BY GOLLY. How fast a year goes by, and how much one can change in it.
In order for you to understand the genuine awe and heartfelt gratitude I'm about to express, I need to tell a little tale I don't usually talk about. I don't deny it nor avoid it - I simply don't like to shove it up people's faces. But it's true.
When I moved to Paris, I was chasing a dream. I had obtained a visa by a miracle and spent half of my year-long savings in getting it - so I had 1000 euros in my pocket, a couple of friends I could crash on while I found a room, one suitcase, and an mp3. I was terrified at the airport, once it sank in this was, indeed, France - 11 hours of flight away from home.
My youngest brother gave me a playlist for me to listen on the plane, but to avoid jet lag I slept through the entire flight. Seeing as I was terrified to step out of the airport and begin facing not having a clue of what to do or how to become a paid illustrator, I sat down and listened to it.
One of the songs was Cloud Cult's "You'll be Bright". At that moment, the lyrics brought tears. In retrospective, they were prophetic.
Two years later, I had done everything to stay alive. I babysat, I worked in a small video game company, I got a scholarship. I used credit cards, I borrowed money, I made friends, I fell in love and got heart-broken. I sent out portfolios, I learned french, I met people in the industry, I got rejection letters. And in June 11th, after a very intense streak of work on my portfolio to finally master Photoshop and work faster, I got the Bright e-mail.

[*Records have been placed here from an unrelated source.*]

fn key_findings(
    patterns: Option<&PatternReport>,
    correlations: Option<&CorrelationReport>,
    anomalies: Option<&AnomalyReport>,
) -> Vec<String> {
    let mut findings = Vec::new();

    if let Some(report) = patterns {
        if !report.sufficient() {
            findings.push(format!(
                "Not enough daily logs for pattern detection yet ({} of {} needed).",
                report.sample_size, report.min_required
            ));
        } else if let Some(top) = report.patterns.first() {
            findings.push(format!(
                "{} recurs around cycle day {:.0} ({} occurrences, {:.0}% of logged days).",
                top.symptom,
                top.mean_cycle_day.round(),
                top.occurrences,
                top.probability
            ));
        }
    }

    if let Some(report) = correlations {
        if let Some(strongest) = report.correlations.first() {
            findings.push(strongest.insight.clone());
        }
    }

    if let Some(report) = anomalies {
        if let Some(worst) = report.anomalies.first() {
            findings.push(format!(
                "{} reading of {:.1} deviates from its {:.1} baseline ({} severity).",
                worst.metric, worst.detected_value, worst.expected_value, worst.severity
            ));
        }
    }

    findings
}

It's been quite a year. My life has been turned around completely: my first assignment was to draw some dogs on a street, I now have my own dog that I got to force me to go out for walks because I have so much work I could be shut in all day in the gorgeous apartment I call home, in the beautiful city I love. I've worked with Random House, Top That, Pearson, ABDO publishing and Benchmark - my first book is about to be released for sale and I'm working on the sequel. Somethings won't change, of course: I still feel a thrill of wealth whenever I buy a pain au chocolat (a left over from the times when 1 euro was impossible to afford), and I still delight myself in knowing the city better than most because of the time I spent walking it to avoid paying for the metro. But everything else did change.
So this is a very, very heartfelt THANK YOU. Thank you to the Bright lovely people, who took me in and gave me a shelter, a home. Who've encouraged me to grow, mentored me to strengthen my voice, and given me the confidence to experiment and step out of what is comfortable and safe. Who've been there whenever I've needed them. Who've become my friends, my family. This thank you is to the whole Bright family - to the artists, who are my partners of mischief and fellow Brightlings. To the agents, who are the loveliest people on earth. Specially to lovely, never-stopping Lucie for getting me my first assignment and becoming my fairy godmother, to James for being adorable and getting me the biggest project I could've dreamt of on the very day I had to move out (you didn't know, huh?), to Nicky for being patient, relentless and fierce in her struggle to protect us in tricky projects while remaining adorable, to Anne for having such a sharp exigent eye pushing me to push my pieces and give the 110% in personal artwork. To Florin for enduring endless e-mails and getting me my money to pay my rent. To Vicki and Amber, for not hating me every time I trembled like Oliver Twist to ask for my fees and going beyond the call of duty on my behalf. To K.M. for being K.M. - but for having been my very first contact with what would become a completely different, blossoming Erika.
I still have too many projects ahead. I have stories in my head and in my sketchbook, stories of bears, of socks, of girls with umbrellas and glowing luminous creatures. And I know they will be there to help along, to encourage, and to simply continue to be one of the best things that have happened to me.
I'm sure there'll be many more years together. But none will be as significative, special or life changing as the first. Thank you, my loveliest - from the bottom of my heart, for giving me the chance of earn a living from what I love and helping me become Brighter every day.